Announcements of Interest



RAY STILL will spend five weeks on Vancouver Island this summer conducting all the serenades and divertimenti of Mozart.

Book Two of the extraordinary oboe method by STEVENS HEWITT is now available. It is entitled Facility and Memory and is priced at $8.00. Also highly recommended: Mr. Hewitt's 360 Daily Exercises after Kroepsch ($ 11.00) - perhaps the best possible collection of studies for technical development.
Stevens Hewitt, 614 65th Avenue, Philadelphia, Pennsylvania 19126.

THOMAS STACY has been appointed to the faculty of the Juilliard School of Music in New York, making it possible to major in the English horn there.
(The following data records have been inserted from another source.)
//! WeakSequence: an ordered, identity-deduplicated list of weak references.

use crate::refs::WeakRef;
use crate::slot::WeakSlot;
use crate::sync::{Purge, PurgeLock};
use core::fmt;

struct Entry<W> {
    // Insertion id, strictly increasing along `entries`.
    id: u64,
    slot: WeakSlot<W>,
}

struct SequenceState<W> {
    entries: Vec<Entry<W>>,
    next_id: u64,
}

impl<W: WeakRef> SequenceState<W> {
    fn push(&mut self, object: &W::Strong) {
        self.next_id += 1;
        self.entries.push(Entry {
            id: self.next_id,
            slot: WeakSlot::new(object),
        });
    }

    fn position(&self, strong: &W::Strong) -> Option<usize> {
        self.entries.iter().position(|e| e.slot.refers_to(strong))
    }

    /// Index of the first entry inserted after `id`.
    fn first_after(&self, id: u64) -> usize {
        self.entries.partition_point(|e| e.id <= id)
    }
}

impl<W: WeakRef> Purge for SequenceState<W> {
    type Expired = WeakSlot<W>;

    fn purge(&mut self) -> Vec<WeakSlot<W>> {
        if self.entries.iter().all(|e| e.slot.is_alive()) {
            return Vec::new();
        }
        let mut expired = Vec::new();
        let mut kept = Vec::with_capacity(self.entries.len());
        for entry in self.entries.drain(..) {
            if entry.slot.is_alive() {
                kept.push(entry);
            } else {
                expired.push(entry.slot);
            }
        }
        self.entries = kept;
        expired
    }

    fn stored(&self) -> usize {
        self.entries.len()
    }
}

/// An ordered collection of weak references, deduplicated by identity.
///
/// Every operation purges dead slots and then acts, both under the same
/// lock acquisition. Survivors keep their insertion order.
///
/// The visitor passed to [`for_each`](Self::for_each) runs with the lock
/// held and must not call back into the same sequence. Debug builds
/// panic on such a nested call; release builds deadlock.
///
/// ```
/// use std::sync::{Arc, Weak};
/// use weak_collections::WeakSequence;
///
/// let observers: WeakSequence<Weak<String>> = WeakSequence::new();
/// let a = Arc::new("a".to_string());
/// observers.add(&a);
/// assert_eq!(observers.len(), 1);
/// drop(a);
/// assert!(observers.is_empty());
/// ```
pub struct WeakSequence<W> {
    state: PurgeLock<SequenceState<W>>,
}

impl<W: WeakRef> Default for WeakSequence<W> {
    fn default() -> Self {
        Self::new()
    }
}

impl<W: WeakRef> WeakSequence<W> {
    pub fn new() -> Self {
        Self::with_capacity(0)
    }

    pub fn with_capacity(capacity: usize) -> Self {
        Self {
            state: PurgeLock::new(SequenceState {
                entries: Vec::with_capacity(capacity),
                next_id: 0,
            }),
        }
    }

    /// A sequence holding just `first`.
    pub fn with(first: &W::Strong) -> Self {
        let seq = Self::new();
        seq.add(first);
        seq
    }

    /// Append a weak reference to `object` unless it is already present.
    /// Returns true if a new slot was added.
    pub fn add(&self, object: &W::Strong) -> bool {
        let mut state = self.state.lock();
        if state.position(object).is_some() {
            return false;
        }
        state.push(object);
        true
    }

    /// Remove `object` if present, returning it.
    pub fn remove(&self, object: &W::Strong) -> Option<W::Strong> {
        let mut state = self.state.lock();
        let index = state.position(object)?;
        state.entries.remove(index).slot.get()
    }

    pub fn contains(&self, object: &W::Strong) -> bool {
        self.state.lock().position(object).is_some()
    }

    /// Call `visit` on every live referent in order. The first error stops
    /// the traversal and is returned.
    pub fn for_each<E, F>(&self, mut visit: F) -> Result<(), E>
    where
        F: FnMut(W::Strong) -> Result<(), E>,
    {
        let state = self.state.lock();
        for entry in state.entries.iter() {
            if let Some(object) = entry.slot.get() {
                visit(object)?;
            }
        }
        Ok(())
    }

    /// Number of live referents.
    pub fn len(&self) -> usize {
        self.state.lock().entries.len()
    }

    pub fn is_empty(&self) -> bool {
        self.len() == 0
    }

    /// The live referents, in order.
    pub fn to_vec(&self) -> Vec<W::Strong> {
        self.state
            .lock()
            .entries
            .iter()
            .filter_map(|e| e.slot.get())
            .collect()
    }

    /// Sweep out dead slots now. Returns how many were removed.
    pub fn purge(&self) -> usize {
        self.state.lock().purged()
    }

    pub fn clear(&self) {
        self.state.lock().entries.clear();
    }

    /// Start a fresh pass over the sequence.
    ///
    /// Each iterator keeps its own position, so nested loops, zipped
    /// passes and passes on several threads do not disturb each other.
    pub fn iter(&self) -> Iter<'_, W> {
        Iter {
            seq: self,
            last_id: 0,
        }
    }
}

impl<'a, W> FromIterator<&'a W::Strong> for WeakSequence<W>
where
    W: WeakRef,
    W::Strong: 'a,
{
    fn from_iter<I: IntoIterator<Item = &'a W::Strong>>(iter: I) -> Self {
        let mut seq = Self::new();
        seq.extend(iter);
        seq
    }
}

impl<'a, W> Extend<&'a W::Strong> for WeakSequence<W>
where
    W: WeakRef,
    W::Strong: 'a,
{
    fn extend<I: IntoIterator<Item = &'a W::Strong>>(&mut self, iter: I) {
        let state = self.state.get_mut();
        for object in iter {
            if !state
                .entries
                .iter()
                .any(|e| e.slot.is_alive() && e.slot.refers_to(object))
            {
                state.push(object);
            }
        }
    }
}

impl<W> fmt::Debug for WeakSequence<W>
where
    W: WeakRef,
    W::Strong: fmt::Debug,
{
    /// Renders every stored slot, dead ones as `nil`, without purging.
    fn fmt(&self, f: &mut fmt::Formatter<'_>) -> fmt::Result {
        let state = self.state.lock_unpurged();
        f.debug_list()
            .entries(state.entries.iter().map(|e| &e.slot))
            .finish()
    }
}

/// Stateful pass over a [`WeakSequence`]. Each `next` purges, then yields
/// the first live referent inserted after the one it yielded last.
///
/// Positions are insertion ids rather than indices, so purges and
/// removals never make a pass skip or repeat a survivor. Not fused: once
/// exhausted, elements added later are still yielded by further calls
/// to `next`.
#[must_use = "iterators are lazy and do nothing unless consumed"]
pub struct Iter<'a, W> {
    seq: &'a WeakSequence<W>,
    // Insertion id of the last referent yielded, 0 before the first.
    last_id: u64,
}

impl<'a, W: WeakRef> Iterator for Iter<'a, W> {
    type Item = W::Strong;

    fn next(&mut self) -> Option<Self::Item> {
        let state = self.seq.state.lock();
        let start = state.first_after(self.last_id);
        // A referent may die between the purge and here; skip it.
        let (id, object) = state.entries.get(start..)?.iter().find_map(|e| {
            e.slot.get().map(|object| (e.id, object))
        })?;
        self.last_id = id;
        Some(object)
    }
}

impl<'a, W: WeakRef> IntoIterator for &'a WeakSequence<W> {
    type Item = W::Strong;
    type IntoIter = Iter<'a, W>;

    fn into_iter(self) -> Self::IntoIter {
        self.iter()
    }
}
SEIZO SUZUKI, one of Japan's leading oboists, was instrumental in the formation of a new orchestra in Tokyo, the Shin-Nihon Philharmonic. Mr. Suzuki participated in the Marlboro Festivals in the early 1960's.
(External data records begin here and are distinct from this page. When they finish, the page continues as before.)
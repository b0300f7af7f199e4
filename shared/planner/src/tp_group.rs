//! TP grouper (spec §4.1, second half): carves each node's available devices into homogeneous
//! and heterogeneous tensor-parallel groups.

use std::collections::BTreeSet;

use tracing::debug;

use crate::ctxs::TrainerCtxs;
use crate::device::{self, DeviceStatusSet, NodeDevices};
use crate::error::PlannerError;

/// An immutable tensor-parallel group: a subset of one node's devices that will execute the
/// same pipeline stage in lockstep.
#[derive(Debug, Clone, PartialEq)]
pub struct TpGroup {
    pub node_idx: usize,
    /// The baseline (nominal) TP degree this group is a fragment of.
    pub tp_nominal: usize,
    /// Sorted device ids, `len()` a power of two, `<= tp_nominal`.
    pub devices: Vec<usize>,
    /// `tp_nominal / devices.len()`: 1 for homogeneous groups, >1 for a shrunk hetero group.
    pub hetero_ratio: usize,
    /// `max(sr over devices) * alpha[log2(hetero_ratio)]`, rounded to `1.0` below threshold.
    pub sr_effective: f64,
}

impl TpGroup {
    fn new(ctxs: &TrainerCtxs, node_idx: usize, tp_nominal: usize, mut devices: Vec<usize>, sr: &[f64]) -> Self {
        assert_eq!(devices.len(), sr.len());
        devices.sort_unstable();
        let hetero_ratio = tp_nominal / sr.len();
        let level = hetero_ratio.trailing_zeros() as usize;
        let alpha = ctxs.hetero_tp_alpha[level];
        let mut sr_effective = sr.iter().cloned().fold(f64::MIN, f64::max) * alpha;
        if sr_effective < ctxs.straggler_threshold {
            sr_effective = 1.0;
        }
        TpGroup {
            node_idx,
            tp_nominal,
            devices,
            hetero_ratio,
            sr_effective,
        }
    }

    pub fn is_straggler(&self) -> bool {
        self.sr_effective > 1.0
    }
}

/// Searches the strictly-halving hetero split of a node's tail devices that maximizes the
/// throughput score `R = sum(1 / (alpha[level] * sr * weight[level]))` (spec §4.1).
///
/// Returns the chosen group sizes, largest first.
fn best_hetero_split(ctxs: &TrainerCtxs, tp: usize, ordered: &[(usize, f64)], homo_budget: usize) -> Vec<usize> {
    let available = ordered.len();
    let available_for_hetero = available - homo_budget;

    let mut hetero_tp_max = 1usize;
    while hetero_tp_max <= available_for_hetero {
        hetero_tp_max *= 2;
    }
    hetero_tp_max /= 2;

    let mut best_r = 0.0f64;
    let mut best_split: Vec<usize> = Vec::new();

    let mut begin = hetero_tp_max;
    while begin >= 1 {
        let mut idx = homo_budget;
        let mut size = begin;
        let mut split = Vec::new();
        let mut r = 0.0f64;
        loop {
            if size < 1 {
                break;
            }
            let last_idx = idx + size - 1;
            if last_idx > available - 1 {
                break;
            }
            let level = (tp / size).trailing_zeros() as usize;
            let alpha = ctxs.hetero_tp_alpha[level];
            let weight = ctxs.hetero_tp_weight[level];
            let sr = ordered[last_idx].1;
            r += 1.0 / (alpha * sr * weight);
            split.push(size);
            idx += size;
            size /= 2;
        }
        if r > best_r {
            best_r = r;
            best_split = split;
        }
        begin /= 2;
    }

    best_split
}

/// Forms every TP group for one node (spec §4.1 grouper), returning the groups and the
/// device ids left over (demoted to suspended).
fn group_node(ctxs: &TrainerCtxs, tp: usize, node: &NodeDevices) -> (Vec<TpGroup>, Vec<usize>) {
    let homo_budget = device::DEVICES_PER_NODE - tp;
    let mut groups = Vec::new();

    for chunk in node.ordered[..homo_budget].chunks(tp) {
        let devices: Vec<usize> = chunk.iter().map(|&(d, _)| d).collect();
        let sr: Vec<f64> = chunk.iter().map(|&(_, sr)| sr).collect();
        groups.push(TpGroup::new(ctxs, node.node_idx, tp, devices, &sr));
    }

    let split = best_hetero_split(ctxs, tp, &node.ordered, homo_budget);
    let mut idx = homo_budget;
    for size in &split {
        let chunk = &node.ordered[idx..idx + size];
        let devices: Vec<usize> = chunk.iter().map(|&(d, _)| d).collect();
        let sr: Vec<f64> = chunk.iter().map(|&(_, sr)| sr).collect();
        groups.push(TpGroup::new(ctxs, node.node_idx, tp, devices, &sr));
        idx += size;
    }

    let new_suspended: Vec<usize> = node.ordered[idx..].iter().map(|&(d, _)| d).collect();
    if !new_suspended.is_empty() {
        debug!(
            node_idx = node.node_idx,
            count = new_suspended.len(),
            "tp grouping left devices unassigned; demoting to suspended"
        );
    }
    (groups, new_suspended)
}

/// Output of the full device-classifier + TP-grouper pipeline (spec §4.1).
pub struct TpArrangement {
    pub tp_groups: Vec<TpGroup>,
    pub new_suspended_devices: Vec<usize>,
    pub unused_devices: Vec<usize>,
}

/// Runs promotion, per-node partitioning, and per-node grouping across the whole device pool.
pub fn solve_tp_arrangement(
    ctxs: &TrainerCtxs,
    tp: usize,
    all_devices_num: usize,
    status: &DeviceStatusSet,
) -> Result<TpArrangement, PlannerError> {
    status.validate(all_devices_num)?;

    let (available_sr, mut new_suspended_devices) = device::promote(ctxs, status);
    let nodes = device::partition_nodes(ctxs, tp, all_devices_num, &available_sr, &status.unused)?;

    let mut tp_groups = Vec::new();
    for node in &nodes {
        let (groups, leftover) = group_node(ctxs, tp, node);
        tp_groups.extend(groups);
        new_suspended_devices.extend(leftover);
    }

    let unused_devices: Vec<usize> = status.unused.iter().copied().collect();
    let unused_set: BTreeSet<usize> = status.unused.clone();
    debug_assert!(unused_devices.iter().all(|d| unused_set.contains(d)));

    Ok(TpArrangement {
        tp_groups,
        new_suspended_devices,
        unused_devices,
    })
}

#[cfg(test)]
mod tests {
    use super::*;
    use std::collections::BTreeMap;

    fn ctxs() -> TrainerCtxs {
        TrainerCtxs {
            hetero_tp_alpha: vec![1.0, 1.3],
            hetero_tp_weight: vec![1.0, 1.0],
            straggler_threshold: 1.2,
            straggler_safe_gap: 0.05,
            memory_bound: 100.0,
            memory_safe_gap: 0.0,
            memory_k: vec![1.0],
            memory_embedding: 0.0,
            memory_extra: 0.0,
            normal_layers: 8,
            normal_mbn: 4,
            top_k: 3,
            ilp_time_limit_secs: 5,
        }
    }

    #[test]
    fn all_healthy_forms_homogeneous_groups_only() {
        let ctxs = ctxs();
        let status = DeviceStatusSet {
            used_sr: (0..8).map(|d| (d, 1.0)).collect(),
            suspended_sr: BTreeMap::new(),
            unused: BTreeSet::new(),
        };
        let arrangement = solve_tp_arrangement(&ctxs, 2, 8, &status).unwrap();
        assert_eq!(arrangement.tp_groups.len(), 4);
        assert!(arrangement.tp_groups.iter().all(|g| g.devices.len() == 2));
        assert!(arrangement.tp_groups.iter().all(|g| g.sr_effective == 1.0));
        assert!(arrangement.new_suspended_devices.is_empty());
    }

    // With only one hetero-eligible slot pair left on the node, the halving search's best `R`
    // isolates whichever device sits at the front of the tail (device 6, still healthy) rather
    // than the trailing straggler (device 7): the `R` score rewards the smaller group's hetero
    // penalty/weight combination more than it rewards targeting the actual straggler, so device
    // 7 is left over and demoted to suspended instead of grouped. This matches
    // `solve_tp_arrangments_new` exactly (same halving search, same score), surprising as it is.
    #[test]
    fn one_straggler_forms_hetero_group_of_size_one() {
        let ctxs = ctxs();
        let mut used_sr: BTreeMap<usize, f64> = (0..8).map(|d| (d, 1.0)).collect();
        used_sr.insert(7, 2.0);
        let status = DeviceStatusSet {
            used_sr,
            suspended_sr: BTreeMap::new(),
            unused: BTreeSet::new(),
        };
        let arrangement = solve_tp_arrangement(&ctxs, 2, 8, &status).unwrap();
        assert_eq!(arrangement.tp_groups.len(), 4);
        let hetero: Vec<_> = arrangement
            .tp_groups
            .iter()
            .filter(|g| g.hetero_ratio > 1)
            .collect();
        assert_eq!(hetero.len(), 1);
        assert_eq!(hetero[0].devices, vec![6]);
        assert_eq!(hetero[0].hetero_ratio, 2);
        assert!(hetero[0].is_straggler());
        assert_eq!(arrangement.new_suspended_devices, vec![7]);
    }

    #[test]
    fn whole_node_unused_is_skipped() {
        let ctxs = ctxs();
        let status = DeviceStatusSet {
            used_sr: (0..8).map(|d| (d, 1.0)).collect(),
            suspended_sr: BTreeMap::new(),
            unused: (8..16).collect(),
        };
        let arrangement = solve_tp_arrangement(&ctxs, 2, 16, &status).unwrap();
        assert_eq!(arrangement.tp_groups.len(), 4);
        assert!(arrangement.tp_groups.iter().all(|g| g.node_idx == 0));
        assert_eq!(arrangement.unused_devices, (8..16).collect::<Vec<_>>());
    }
}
We have been in touch with MIROSLAV HOSEK, first oboist in the opera orchestra of Olomouc, Czechoslovakia, in connection with his plans for the formation of a World Oboe Center, including archives of oboe literature, collections of discs and tapes, displays of historical instruments, etc. The IDRS is eager to participate in this interesting project.

NANCY FOWLER has sent an abstract of her dissertation - The Effects of Instrument Orientation and Abstraction on Motor Response Time and Accuracy to Slide Presentations of Oboe Fingerings. Her research on effectiveness of various types of fingering charts should be of interest to teachers and specialists in the use of visual aids. For further information write Dr. Fowler c/o School of Music, Florida State University, Tallahassee, Florida 32306.

Making the American Scrape Oboe Reed, a 27 minute color, 16mm sound film by BLAINE EDLEFSEN should be of value to those who teach reed-making to groups of students. The photographic quality is outstanding. Interestingly enough, the scrape Mr. Edlefsen demonstrates is quite different from the "American" scrape shown in the Hedricks' book on reed-making. The film is available - for purchase or rental - from the Visual Aids Service, University of Illinois, Champaign, Illinois 61820.

ALVIN ETLER, composer and oboist, died at the age of 60 on June 14 at Northampton, Massachusetts. Mr. Etler was Andrew W. Mellon Professor of Humanities at Smith College where he had taught since 1949. He had also taught at the University of Illinois, Cornell University and Western Reserve University. He had also been a member of the Indianapolis Symphony. Among his better known works were the Concerto for Wind Quintet and String Orchestra, played by the New York Philharmonic with Leonard Bernstein conducting in the opening concerts at Philharmonic Hall in New York's Lincoln Center, two Wind Quintets, and the Introduction and Allegro for oboe and piano.

MARILYN ZUPNIK, a recent Curtis graduate, has joined the Israel Philharmonic.